Extracellular vesicles from a model of melanoma cancer-associated fibroblasts induce changes in brain microvascular cells consistent with pre-metastatic niche priming.

Malignant melanoma has one of the lowest 5-year survival rates of any cancer, and is recognised for being particularly invasive and metastatic, with the poorest survival outcomes in brain metastases patients. A key characteristic of these tumours is crosstalk between melanoma cells and cells of the tumour microenvironment (TME), such as cancer associated fibroblasts (CAFs). The role of melanoma-derived small extracellular vesicles (sEVs) in potentiating CAFs has been studied extensively, however the role of CAF sEVs in regulation of the local TME and distal pre-metastatic niche (PMN) is less clear. Here, we demonstrate that sEVs derived from an model of melanoma CAFs alter melanoma to promote oncogenic parameters within models of the TME and target a model of the brain PMN to promote changes associated with melanoma extravasation.
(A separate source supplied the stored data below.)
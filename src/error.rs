//! Error types for the bootstrap path and the editor adapter.

use std::path::PathBuf;

use thiserror::Error;

use crate::bootstrap::{BootEvent, BootStage};
use crate::widget::WhenParseError;

/// Failures while loading or invoking the binary application module.
#[derive(Debug, Error)]
pub enum ModuleError {
    #[error("module asset not found: {}", .0.display())]
    Missing(PathBuf),
    #[error("failed to read module asset {}: {source}", path.display())]
    Io {
        path: PathBuf,
        #[source]
        source: std::io::Error,
    },
    #[error("not a wasm module (bad magic)")]
    BadMagic,
    #[error("unsupported wasm version {0}")]
    UnsupportedVersion(u32),
    #[error("module truncated at byte {offset} while reading {what}")]
    Truncated { offset: usize, what: &'static str },
    #[error("malformed {what} at byte {offset}")]
    Malformed { offset: usize, what: &'static str },
    #[error("export name at byte {0} is not valid UTF-8")]
    InvalidUtf8(usize),
    #[error("module instantiation failed: {0}")]
    Instantiate(String),
    #[error("module does not export entry `{0}`")]
    MissingEntry(String),
    #[error("entry `{name}` failed: {reason}")]
    EntryFailed { name: String, reason: String },
}

/// Failures raised by a widget loader while constructing the editor.
#[derive(Debug, Error)]
pub enum WidgetError {
    #[error("editor container `{0}` does not exist")]
    ContainerMissing(String),
    #[error("no worker url for label `{0}`")]
    WorkerUnavailable(String),
    #[error(transparent)]
    When(#[from] WhenParseError),
    #[error("could not create object url: {0}")]
    ObjectUrl(String),
    #[error("editor construction failed: {0}")]
    ConstructionFailed(String),
}

/// Failures returned by the editor adapter operations.
#[derive(Debug, Error, Clone, Copy, PartialEq, Eq)]
pub enum AdapterError {
    /// The editor slot is still empty; construction has not resolved.
    #[error("editor `{0}` called before the editor was ready")]
    NotReady(&'static str),
}

/// Failures of the bootstrap sequence as a whole.
#[derive(Debug, Error)]
pub enum BootstrapError {
    #[error("module initialization failed")]
    Module(#[from] ModuleError),
    #[error("editor construction failed")]
    Widget(#[from] WidgetError),
    #[error("bootstrap already started (stage {0:?})")]
    AlreadyStarted(BootStage),
    #[error("event {event:?} is not valid in stage {stage:?}")]
    InvalidTransition { stage: BootStage, event: BootEvent },
}

#[cfg(test)]
mod tests {
    use super::*;

    #[test]
    fn test_instantiation_failure_is_a_module_init_error() {
        let err = BootstrapError::from(ModuleError::Instantiate(
            "LinkError: import env.get_value missing".to_string(),
        ));
        assert!(matches!(err, BootstrapError::Module(ModuleError::Instantiate(_))));
        assert_eq!(err.to_string(), "module initialization failed");
        let source = std::error::Error::source(&err).map(ToString::to_string);
        assert_eq!(
            source.as_deref(),
            Some("module instantiation failed: LinkError: import env.get_value missing")
        );
    }
}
Cargo profiling of these sEVs found significant differential expression of proteins, and RNA associated with pre-metastatic niche remodelling and unfavourable outcomes in patients. Together these data suggest a role for CAF sEVs in local and distal PMN formation, highlighting a potential therapeutic target for metastatic melanoma and identifying prospective liquid biomarker reservoirs.